23 May 2010

Marijuana prices are plummeting in California

Legal pot, under the guise of the California's medical marijuana laws, has spurred a rush of new competition. As a result, the wholesale price of pot grown in these areas is plunging...

Prices are now much less than $2,000 a pound, according to interviews with more than a dozen growers and dealers. Mendocino County Sheriff Tom Allman says some growers can't get rid of their processed pot at any price.

"We arrested a man who had … 800 pounds of processed," Allman says. "Eight hundred pounds of processed. And we asked him: 'What are you going to do with 800 pounds of processed?' And he said, 'I don't know.'"

...He says the drop in pot prices is in part the result of more growers and a more tolerant legal landscape. But he says another factor is quality. Indoor-grown marijuana is increasingly favored by dispensaries and consumers for its looks, consistence and potency. It costs more to produce than pot grown under the sun, but commands as much as double the price. That's one reason retail prices haven't hit the skids...
Further details at NPR.  Photo credit Justin Sullivan/NPR.

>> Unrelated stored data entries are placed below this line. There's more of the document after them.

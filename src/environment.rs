//! Process environment inputs.

use std::fmt;

/// Selects the runtime environment. Defaults to production.
pub const RUNTIME_ENV_VAR: &str = "INGEST_ENV";

/// Comma-separated list of debug topics.
pub const DEBUG_TOPICS_VAR: &str = "DEBUG";

#[derive(Debug, Clone, PartialEq, Eq)]
pub enum RuntimeEnvironment {
    Production,
    Development,
    Test,
    Other(String),
}

impl RuntimeEnvironment {
    fn parse(value: &str) -> Self {
        match value.to_ascii_lowercase().as_str() {
            "" | "production" => RuntimeEnvironment::Production,
            "development" => RuntimeEnvironment::Development,
            "test" => RuntimeEnvironment::Test,
            _ => RuntimeEnvironment::Other(value.to_string()),
        }
    }
}

impl fmt::Display for RuntimeEnvironment {
    fn fmt(&self, f: &mut fmt::Formatter<'_>) -> fmt::Result {
        match self {
            RuntimeEnvironment::Production => f.write_str("production"),
            RuntimeEnvironment::Development => f.write_str("development"),
            RuntimeEnvironment::Test => f.write_str("test"),
            RuntimeEnvironment::Other(name) => f.write_str(name),
        }
    }
}

/// Snapshot of the environment variables the runner consumes.
#[derive(Debug, Clone, PartialEq, Eq)]
pub struct Environment {
    runtime: RuntimeEnvironment,
    debug_topics: Vec<String>,
}

impl Environment {
    pub fn from_env() -> Self {
        Self::from_vars(
            std::env::var(RUNTIME_ENV_VAR).ok().as_deref(),
            std::env::var(DEBUG_TOPICS_VAR).ok().as_deref(),
        )
    }

    pub fn from_vars(runtime: Option<&str>, debug_topics: Option<&str>) -> Self {
        Self {
            runtime: RuntimeEnvironment::parse(runtime.unwrap_or_default().trim()),
            debug_topics: debug_topics
                .unwrap_or_default()
                .split(',')
                .map(str::trim)
                .filter(|t| !t.is_empty())
                .map(String::from)
                .collect(),
        }
    }

    pub fn runtime(&self) -> &RuntimeEnvironment {
        &self.runtime
    }

    pub fn is_production(&self) -> bool {
        self.runtime == RuntimeEnvironment::Production
    }

    pub fn is_development(&self) -> bool {
        self.runtime == RuntimeEnvironment::Development
    }

    pub fn is_test(&self) -> bool {
        self.runtime == RuntimeEnvironment::Test
    }

    pub fn debug_topics(&self) -> &[String] {
        &self.debug_topics
    }
}

impl Default for Environment {
    fn default() -> Self {
        Self::from_vars(None, None)
    }
}

#[cfg(test)]
mod tests {
    use super::*;

    #[test]
    fn test_defaults_to_production() {
        let env = Environment::default();
        assert!(env.is_production());
        assert!(env.debug_topics().is_empty());
    }

    #[test]
    fn test_parse_vars() {
        let env = Environment::from_vars(Some("Development"), Some("ingest_runner::agent, ,tokio"));
        assert!(env.is_development());
        assert_eq!(env.debug_topics(), ["ingest_runner::agent", "tokio"]);

        let env = Environment::from_vars(Some("staging"), None);
        assert_eq!(env.runtime(), &RuntimeEnvironment::Other("staging".into()));
        assert_eq!(env.runtime().to_string(), "staging");
        assert!(!env.is_test());
    }
}
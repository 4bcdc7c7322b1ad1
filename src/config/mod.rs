//! Configuration subsystem.
//!
//! # Data Flow
//! ```text
//! catalog.rs (built-in settings, defaults)
//!     → registry.rs (Settings: typed, validated store)
//!     → CLI binding writes explicit values
//!     → validation.rs (usage checks)
//!     → Arc<Settings> shared read-only with supervisor and agent
//!
//! Pipeline text:
//!     loader.rs (config.path / config.string → text)
//!     → pipeline.rs (structural check)
//!
//! On auto reload:
//!     watcher.rs polls config.path
//!     → ConfigChanged event to the supervisor
//!     → agent reloads its pipeline definition
//! ```
//!
//! # Design Decisions
//! - One explicitly constructed registry, no global lookup
//! - Writes happen during binding, before the agent starts
//! - Validation separates typing (registry) from usage rules (validation.rs)

pub mod catalog;
pub mod error;
pub mod loader;
pub mod pipeline;
pub mod registry;
pub mod setting;
pub mod validation;
pub mod watcher;

pub use catalog::default_settings;
pub use error::{SettingsError, SettingsResult};
pub use loader::{ConfigError, ConfigLoader};
pub use pipeline::PipelineDefinition;
pub use registry::Settings;
pub use setting::{Number, Setting, SettingType, SettingValue};
pub use validation::UsageError;
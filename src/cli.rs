//! Command-line flags and their binding into the settings registry.

use std::path::PathBuf;
use clap::{CommandFactory, Parser};

use crate::config::{Settings, SettingsResult};

/// Runs a data pipeline under signal-driven supervision.
#[derive(Debug, Default, Parser)]
#[command(name = "ingest-runner", disable_version_flag = true)]
pub struct Cli {
    /// Name of this node
    #[arg(short = 'n', long = "node.name", value_name = "NAME")]
    pub node_name: Option<String>,

    /// Load the pipeline config from a file or a directory of files
    #[arg(short = 'f', long = "config.path", value_name = "CONFIG_PATH")]
    pub config_path: Option<PathBuf>,

    /// Use the given string as the pipeline config
    #[arg(short = 'e', long = "config.string", value_name = "CONFIG_STRING")]
    pub config_string: Option<String>,

    /// Number of pipeline worker tasks
    #[arg(short = 'w', long = "pipeline.workers", value_name = "COUNT")]
    pub pipeline_workers: Option<String>,

    /// Events per batch
    #[arg(short = 'b', long = "pipeline.batch.size", value_name = "SIZE")]
    pub batch_size: Option<String>,

    /// Milliseconds to wait for a batch to fill
    #[arg(short = 'u', long = "pipeline.batch.delay", value_name = "DELAY_IN_MS")]
    pub batch_delay: Option<String>,

    /// Drop in-flight events on shutdown instead of draining them
    #[arg(long = "pipeline.unsafe_shutdown")]
    pub unsafe_shutdown: bool,

    /// Extra directory to search for plugins (repeatable)
    #[arg(short = 'p', long = "plugin.paths", value_name = "PATH")]
    pub plugin_paths: Vec<String>,

    /// Write logs to FILE
    #[arg(short = 'l', long = "log", value_name = "FILE")]
    pub log: Option<String>,

    /// Log at debug level
    #[arg(long)]
    pub debug: bool,

    /// Log errors only
    #[arg(long)]
    pub quiet: bool,

    /// Log at info level
    #[arg(long)]
    pub verbose: bool,

    /// Log the compiled pipeline config (needs --debug)
    #[arg(long = "debug.config")]
    pub debug_config: bool,

    /// Print the version and exit
    #[arg(short = 'V', long = "version")]
    pub version: bool,

    /// Check the config and exit
    #[arg(short = 't', long = "config.test")]
    pub config_test: bool,

    /// Reload the config when the file changes
    #[arg(short = 'r', long = "auto.reload")]
    pub auto_reload: bool,

    /// Seconds between config change checks
    #[arg(long = "reload.interval", value_name = "RELOAD_INTERVAL")]
    pub reload_interval: Option<String>,

    /// Web API bind host
    #[arg(long = "http-host", value_name = "WEB_API_HTTP_HOST")]
    pub http_host: Option<String>,

    /// Web API bind port
    #[arg(long = "http-port", value_name = "WEB_API_HTTP_PORT")]
    pub http_port: Option<String>,

    /// Allow environment variable references in the config
    #[arg(long = "allow-env")]
    pub allow_env: bool,

    /// Expose lifecycle metrics on the Web API address
    #[arg(long = "metric.collect")]
    pub metric_collect: bool,
}

impl Cli {
    /// Write every supplied flag into the registry. Flags not given on the
    /// command line leave the registry defaults in place. Numeric flags are
    /// passed as text and coerced by the registry.
    pub fn bind(&self, settings: &mut Settings) -> SettingsResult<()> {
        let texts = [
            ("node.name", &self.node_name),
            ("config.string", &self.config_string),
            ("pipeline.workers", &self.pipeline_workers),
            ("pipeline.batch.size", &self.batch_size),
            ("pipeline.batch.delay", &self.batch_delay),
            ("log.path", &self.log),
            ("config.reload_interval", &self.reload_interval),
            ("web_api.http.host", &self.http_host),
            ("web_api.http.port", &self.http_port),
        ];
        for (name, value) in texts {
            if let Some(value) = value {
                settings.set_value(name, value.as_str())?;
            }
        }

        if let Some(path) = &self.config_path {
            settings.set_value("config.path", path.clone())?;
        }
        if !self.plugin_paths.is_empty() {
            settings.set_value("plugin.paths", self.plugin_paths.clone())?;
        }

        let flags = [
            ("pipeline.unsafe_shutdown", self.unsafe_shutdown),
            ("debug", self.debug),
            ("quiet", self.quiet),
            ("verbose", self.verbose),
            ("debug.config", self.debug_config),
            ("version", self.version),
            ("config.test", self.config_test),
            ("config.auto_reload", self.auto_reload),
            ("config.allow_env", self.allow_env),
            ("metric.collect", self.metric_collect),
        ];
        for (name, set) in flags {
            if set {
                settings.set_value(name, true)?;
            }
        }
        Ok(())
    }
}

/// Usage line plus a pointer to `--help`, shown after usage errors.
pub fn short_help() -> String {
    let usage = Cli::command().render_usage();
    format!("{}\n\nFor more information, try '--help'.", usage)
}
//! Top-level error type of the runner.

use thiserror::Error;

use crate::agent::AgentError;
use crate::config::{ConfigError, SettingsError, UsageError};
use crate::observability::logging::LoggingError;

/// Errors that end a run.
#[derive(Debug, Error)]
pub enum RunnerError {
    #[error(transparent)]
    Usage(#[from] UsageError),

    #[error(transparent)]
    Settings(#[from] SettingsError),

    #[error("configuration error: {0}")]
    Config(#[from] ConfigError),

    #[error("agent error: {0}")]
    Agent(#[from] AgentError),

    #[error(transparent)]
    Logging(#[from] LoggingError),

    #[error("failed to install signal handlers: {0}")]
    Signals(#[source] std::io::Error),

    #[error("failed to watch config path: {0}")]
    Watcher(#[from] notify::Error),
}

impl RunnerError {
    /// Usage errors are reported with short help instead of a fatal log.
    pub fn is_usage(&self) -> bool {
        match self {
            RunnerError::Usage(UsageError::Setting(e)) | RunnerError::Settings(e) => {
                matches!(e, SettingsError::InvalidPath { .. } | SettingsError::Type { .. })
            }
            RunnerError::Usage(_) => true,
            RunnerError::Logging(LoggingError::Open { .. }) => true,
            _ => false,
        }
    }

    /// Short stable label for logs.
    pub fn as_label(&self) -> &'static str {
        match self {
            RunnerError::Usage(_) => "usage",
            RunnerError::Settings(_) => "settings",
            RunnerError::Config(_) => "config",
            RunnerError::Agent(_) => "agent",
            RunnerError::Logging(_) => "logging",
            RunnerError::Signals(_) => "signals",
            RunnerError::Watcher(_) => "watcher",
        }
    }
}

#[cfg(test)]
mod tests {
    use super::*;
    use std::path::PathBuf;

    #[test]
    fn test_usage_classification() {
        assert!(RunnerError::from(UsageError::MissingConfiguration).is_usage());

        let invalid_path = SettingsError::InvalidPath {
            name: "config.path".into(),
            path: PathBuf::from("/missing"),
        };
        assert!(RunnerError::from(invalid_path).is_usage());

        let unknown = SettingsError::Unknown("nope".into());
        assert!(!RunnerError::from(unknown).is_usage());
        assert!(!RunnerError::from(AgentError::Pipeline("boom".into())).is_usage());
    }
}
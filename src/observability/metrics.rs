//! Metrics collection and exposition.
//!
//! # Metrics
//! - `runner_signals_total` (counter): lifecycle events by `signal`
//! - `runner_reloads_total` (counter): reload attempts by `outcome`
//! - `pipeline_batches_total` (counter): batches taken by `pipeline`
//!
//! # Design Decisions
//! - Recording is a no-op until an exporter is installed
//! - The exporter is opt-in through `metric.collect`

use std::net::SocketAddr;
use metrics_exporter_prometheus::{BuildError, PrometheusBuilder};

pub const SIGNALS_TOTAL: &str = "runner_signals_total";
pub const RELOADS_TOTAL: &str = "runner_reloads_total";
pub const BATCHES_TOTAL: &str = "pipeline_batches_total";

/// Install the Prometheus exporter with an HTTP listener on `addr`.
/// Must be called from within a Tokio runtime.
pub fn init_metrics(addr: SocketAddr) -> Result<(), BuildError> {
    PrometheusBuilder::new().with_http_listener(addr).install()?;
    tracing::info!(address = %addr, "Metrics endpoint listening");
    Ok(())
}

pub fn record_signal(signal: &'static str) {
    metrics::counter!(SIGNALS_TOTAL, "signal" => signal).increment(1);
}

pub fn record_reload(success: bool) {
    let outcome = if success { "success" } else { "failure" };
    metrics::counter!(RELOADS_TOTAL, "outcome" => outcome).increment(1);
}

pub fn record_batch(pipeline: &str) {
    metrics::counter!(BATCHES_TOTAL, "pipeline" => pipeline.to_string()).increment(1);
}
//! Command line through settings binding into a run.

use std::sync::atomic::Ordering;

use clap::Parser;
use ingest_runner::cli::Cli;
use ingest_runner::config::{default_settings, Number, SettingValue};
use ingest_runner::observability::logging::LoggingOptions;
use ingest_runner::Runner;

mod common;

use common::{Behavior, MockFactory};

fn bound(args: &[&str]) -> ingest_runner::Settings {
    let cli = Cli::try_parse_from(std::iter::once("ingest-runner").chain(args.iter().copied())).unwrap();
    let mut settings = default_settings().unwrap();
    cli.bind(&mut settings).unwrap();
    settings
}

#[test]
fn test_batch_size_flag_becomes_numeric() {
    let settings = bound(&["-b", "250", "-e", "input { stdin {} }"]);
    assert_eq!(
        settings.get_value("pipeline.batch.size").unwrap(),
        Some(&SettingValue::Numeric(Number::Int(250)))
    );
    assert_eq!(settings.get_integer("pipeline.batch.size").unwrap(), Some(250));
}

#[test]
fn test_debug_config_without_debug_is_flagged() {
    let settings = bound(&["--debug.config", "-e", "input { stdin {} }"]);
    let options = LoggingOptions::from_settings(&settings).unwrap();
    assert!(options.config_dump_dropped());

    let settings = bound(&["--debug.config", "--debug"]);
    let options = LoggingOptions::from_settings(&settings).unwrap();
    assert!(!options.config_dump_dropped());
}

#[test]
fn test_every_setting_listed_after_binding() {
    let settings = bound(&["-w", "97", "--http-port", "9700"]);
    let lines: Vec<String> = settings.format_settings().collect();

    assert_eq!(lines.len(), settings.len());
    assert!(lines.iter().any(|l| l.starts_with("*pipeline.workers = 97")));
    assert!(lines.iter().any(|l| l.starts_with("*web_api.http.port = 9700")));
    assert!(lines.iter().any(|l| l == "pipeline.id = \"main\""));
}

#[tokio::test]
async fn test_bound_flags_drive_the_run() {
    let factory = MockFactory::new(Behavior::Exit(0));
    let created = factory.created.clone();
    let counters = factory.counters.clone();
    let settings = bound(&["-e", "input { stdin {} } output { stdout {} }", "--pipeline.unsafe_shutdown"]);

    assert_eq!(Runner::new(settings, factory).run().await, 0);
    assert_eq!(created.load(Ordering::SeqCst), 1);
    assert_eq!(counters.shutdowns.load(Ordering::SeqCst), 1);
}

#[tokio::test]
async fn test_no_config_flags_is_usage_error() {
    let factory = MockFactory::new(Behavior::Exit(0));
    let created = factory.created.clone();

    assert_eq!(Runner::new(bound(&["-w", "4"]), factory).run().await, 1);
    assert_eq!(created.load(Ordering::SeqCst), 0);
}
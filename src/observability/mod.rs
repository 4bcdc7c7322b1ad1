//! Observability subsystem.
//!
//! # Data Flow
//! ```text
//! All subsystems produce:
//!     → logging.rs (structured log events via tracing)
//!     → metrics.rs (lifecycle and pipeline counters)
//!
//! Consumers:
//!     → stdout, or log.path with errors mirrored to stdout
//!     → Prometheus scrape on web_api.http.host:port (metric.collect)
//! ```
//!
//! # Design Decisions
//! - Level comes from quiet/verbose/debug settings, overridable by RUST_LOG
//! - Metrics are cheap and inert unless an exporter is installed

pub mod logging;
pub mod metrics;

  1. You might be interested in this, from the Journal of Forensic Sciences, as well:

    Potency Trends of Δ9-THC and Other Cannabinoids in Confiscated Cannabis Preparations from 1993 to 2008*

    The University of Mississippi has a contract with the National Institute on Drug Abuse (NIDA) to carry out a variety of research activities dealing with cannabis, including the Potency Monitoring (PM) program, which provides analytical potency data on cannabis preparations confiscated in the United States. This report provides data on 46,211 samples seized and analyzed by gas chromatography-flame ionization detection (GC-FID) during 1993–2008. The data showed an upward trend in the mean Δ9-tetrahydrocannabinol (Δ9-THC) content of all confiscated cannabis preparations, which increased from 3.4% in 1993 to 8.8% in 2008. Hashish potencies did not increase consistently during this period; however, the mean yearly potency varied from 2.5–9.2% (1993–2003) to 12.0–29.3% (2004–2008). Hash oil potencies also varied considerably during this period (16.8 ± 16.3%). The increase in cannabis preparation potency is mainly due to the increase in the potency of nondomestic versus domestic samples.


  2. Not surprising, really. I wonder whether to what extent the samples reflect native product vs imported.